Le 17 mars, le parlement a officiellement adopté le projet de loi C-7 (bilingue) qui étend l’accès au suicide assisté1 à quiconque souffre d’un handicap, d’une maladie, ou d’une condition pertinente. Le projet de loi a non seulement provoqué la colère des groupes de défense des droits des personnes handicapées, mais aussi la critique répétée des Nations unies (anglais), et la condamnation publique de centaines de médecins(bilingue), de dirigeants des Premières Nations (bilingue), d’universitaires, et de chefs religieux. Dans un geste rare, autant les néo-démocrates (de la gauche politique) que les conservateurs (de la droite politique) ont voté contre le projet de loi du gouvernement libéral.

Que permet exactement la modification de la loi?

Le suicide assisté est légal au Canada depuis 2016 pour les personnes âgées de 18 ans et plus qui ont exprimé le désir de mourir, qui « sont affectées de problèmes de santé graves et irrémédiables » qui lui « cause[nt] des souffrances physiques ou psychologiques persistantes qui lui sont intolérables » et que leur « mort naturelle est devenue raisonnablement prévisible ».

Le dernier élément était un dispositif de sécurité crucial; il signalait que le suicide assisté ne devrait pas seulement être accessible aux derniers moments de la vie, lorsque le patient souffre de façon intolérable.
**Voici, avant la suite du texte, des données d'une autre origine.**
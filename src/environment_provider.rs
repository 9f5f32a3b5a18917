// environment_provider.rs - Environment variable abstraction
//
// Provides a trait for env var access so the icon rule set can be built
// from mock values in tests.

/// Trait for environment variable access.
/// Enables unit testing RuleSet construction without depending on actual env vars.
pub trait EnvironmentProvider {

    ////////////////////////////////////////////////////////////////////////////
    //
    //  get_env_var
    //
    //  Returns the value of the named environment variable, if set.
    //
    ////////////////////////////////////////////////////////////////////////////

    fn get_env_var(&self, name: &str) -> Option<String>;
}





/// Default implementation that reads from the actual process environment.
pub struct DefaultEnvironmentProvider;





////////////////////////////////////////////////////////////////////////////////
//
//  impl EnvironmentProvider for DefaultEnvironmentProvider
//
//  Reads the named environment variable from the process environment.
//  Values that are not valid Unicode are treated as unset.
//
////////////////////////////////////////////////////////////////////////////////

impl EnvironmentProvider for DefaultEnvironmentProvider {
    fn get_env_var(&self, name: &str) -> Option<String> {
        std::env::var(name).ok()
    }
}





/// Mock implementation for unit tests.
/// Stores preset key-value pairs.
#[cfg(test)]
#[derive(Default)]
pub struct MockEnvironmentProvider {
    vars: std::collections::HashMap<String, String>,
}





////////////////////////////////////////////////////////////////////////////////
//
//  impl MockEnvironmentProvider
//
//  Mock environment setup for unit tests.
//
////////////////////////////////////////////////////////////////////////////////

#[cfg(test)]
impl MockEnvironmentProvider {

    pub fn new() -> Self {
        Self::default()
    }





    ////////////////////////////////////////////////////////////////////////////
    //
    //  with
    //
    //  Creates a mock environment holding a single variable.
    //
    ////////////////////////////////////////////////////////////////////////////

    pub fn with(name: &str, value: &str) -> Self {
        let mut mock = Self::new();
        mock.set(name, value);
        mock
    }





    pub fn set(&mut self, name: &str, value: &str) {
        self.vars.insert(name.into(), value.into());
    }
}





#[cfg(test)]
impl EnvironmentProvider for MockEnvironmentProvider {
    fn get_env_var(&self, name: &str) -> Option<String> {
        self.vars.get(name).cloned()
    }
}





#[cfg(test)]
mod tests {
    use super::*;

    ////////////////////////////////////////////////////////////////////////////
    //
    //  default_provider_reads_path
    //
    //  Verifies DefaultEnvironmentProvider reads the PATH variable.
    //
    ////////////////////////////////////////////////////////////////////////////

    #[test]
    fn default_provider_reads_path() {
        let provider = DefaultEnvironmentProvider;
        assert!(provider.get_env_var("PATH").is_some());
    }





    #[test]
    fn default_provider_returns_none_for_missing() {
        let provider = DefaultEnvironmentProvider;
        assert!(provider.get_env_var("GLYPHLS_NONEXISTENT_VAR_12345").is_none());
    }





    ////////////////////////////////////////////////////////////////////////////
    //
    //  mock_provider_returns_set_values
    //
    //  Verifies MockEnvironmentProvider returns preset values and nothing
    //  for names it was not given.
    //
    ////////////////////////////////////////////////////////////////////////////

    #[test]
    fn mock_provider_returns_set_values() {
        let mock = MockEnvironmentProvider::with("GLYPHLS_ICONS", "di=D:fi=F");
        assert_eq!(mock.get_env_var("GLYPHLS_ICONS"), Some("di=D:fi=F".into()));
        assert!(mock.get_env_var("PATH").is_none());
    }
}
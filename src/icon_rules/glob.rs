// glob.rs - Restricted glob patterns for icon rules
//
// Only `*` is special: it matches any run of characters.  There is no
// escaping and no character classes; every other character is literal.
// Patterns always match the whole name.

use regex::{Regex, RegexBuilder};





/// Compiled-size ceiling for a single glob.
const GLOB_SIZE_LIMIT: usize = 1 << 20;





#[derive(Debug, Clone)]
pub struct GlobPattern {
    source: String,
    regex:  Regex,
}





impl GlobPattern {

    ////////////////////////////////////////////////////////////////////////////
    //
    //  compile
    //
    //  Quote the whole pattern, turn each quoted `*` back into `.*`, and
    //  anchor both ends.
    //
    ////////////////////////////////////////////////////////////////////////////

    pub fn compile(glob: &str) -> Result<Self, regex::Error> {
        let quoted   = regex::escape (glob);
        let globbed  = quoted.replace (r"\*", ".*");
        let anchored = format! ("^{globbed}$");

        let regex = RegexBuilder::new (&anchored)
            .size_limit (GLOB_SIZE_LIMIT)
            .build()?;

        Ok (GlobPattern { source: glob.to_string(), regex })
    }

    pub fn is_match(&self, name: &str) -> bool {
        self.regex.is_match (name)
    }

    /// The pattern as configured.
    pub fn as_str(&self) -> &str {
        &self.source
    }
}
// command_line.rs - CLI argument parsing
//
// clap derive definition of the glyphls command line.

use std::path::PathBuf;

use clap::{Parser, ValueEnum};

////////////////////////////////////////////////////////////////////////////////
//
//  Enums
//
////////////////////////////////////////////////////////////////////////////////

#[derive(Debug, Clone, Copy, PartialEq, Eq, Default, ValueEnum)]
pub enum LogLevel {
    Trace,
    Debug,
    Info,
    #[default]
    Warn,
    Error,
}

impl LogLevel {
    pub fn to_tracing_level(self) -> tracing::Level {
        match self {
            LogLevel::Trace => tracing::Level::TRACE,
            LogLevel::Debug => tracing::Level::DEBUG,
            LogLevel::Info  => tracing::Level::INFO,
            LogLevel::Warn  => tracing::Level::WARN,
            LogLevel::Error => tracing::Level::ERROR,
        }
    }
}

////////////////////////////////////////////////////////////////////////////////
//
//  CommandLine struct
//
////////////////////////////////////////////////////////////////////////////////

/// List directory entries with an icon chosen by the GLYPHLS_ICONS rules.
#[derive(Debug, Parser)]
#[command(name = "glyphls", version, about)]
pub struct CommandLine {
    /// Directories or files to list
    #[arg(default_value = ".")]
    pub paths: Vec<PathBuf>,

    /// Include entries whose names start with '.'
    #[arg(short = 'a', long = "all")]
    pub show_hidden: bool,

    /// Omit the icon column
    #[arg(long = "no-icons")]
    pub no_icons: bool,

    /// Print the active icon rules in priority order and exit
    #[arg(long = "rules", conflicts_with = "show_env_help")]
    pub show_rules: bool,

    /// Explain the GLYPHLS_ICONS format and exit
    #[arg(long = "env")]
    pub show_env_help: bool,

    /// Log verbosity when RUST_LOG is not set
    #[arg(long, value_enum, default_value_t = LogLevel::Warn)]
    pub log_level: LogLevel,
}

impl CommandLine {
    /// Parse arguments, not including argv[0].
    pub fn parse_from_args<I, S>(args: I) -> Result<Self, clap::Error>
    where
        I: IntoIterator<Item = S>,
        S: Into<std::ffi::OsString> + Clone,
    {
        let argv = std::iter::once(std::ffi::OsString::from("glyphls"))
            .chain(args.into_iter().map(Into::into));
        Self::try_parse_from(argv)
    }
}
Une telle loi n’était pas discriminante en soi (quoiqu’elle l’était en pratique) envers les personnes handicapées puisqu’elle était manifestement accessible à toute personne en fin de vie qui souffrait.

Ce que proposait le projet de loi C-7, et ce qui est maintenant inscrit dans le Code criminel aux articles 241.1 à 241.4, est discriminatoire et injuste. La loi élimine le critère de « mort naturelle (…) devenue raisonnablement prévisible » pour le suicide assisté, créant par la même occasion un accès à deux vitesses.

La voie rapide permet aux docteurs de mettre fin à la vie de leur patient le jour même de la demande, si la mort naturelle du patient est « raisonnablement prévisible ». Il convient de noter qu’il n’existe aucune indication sur ce qui est « raisonnablement prévisible ». Dans certaines contestations judiciaires à ce jour, certains médecins ont témoigné avoir interprété un prognostique de 10 ans comme étant une mort « raisonnablement prévisible ».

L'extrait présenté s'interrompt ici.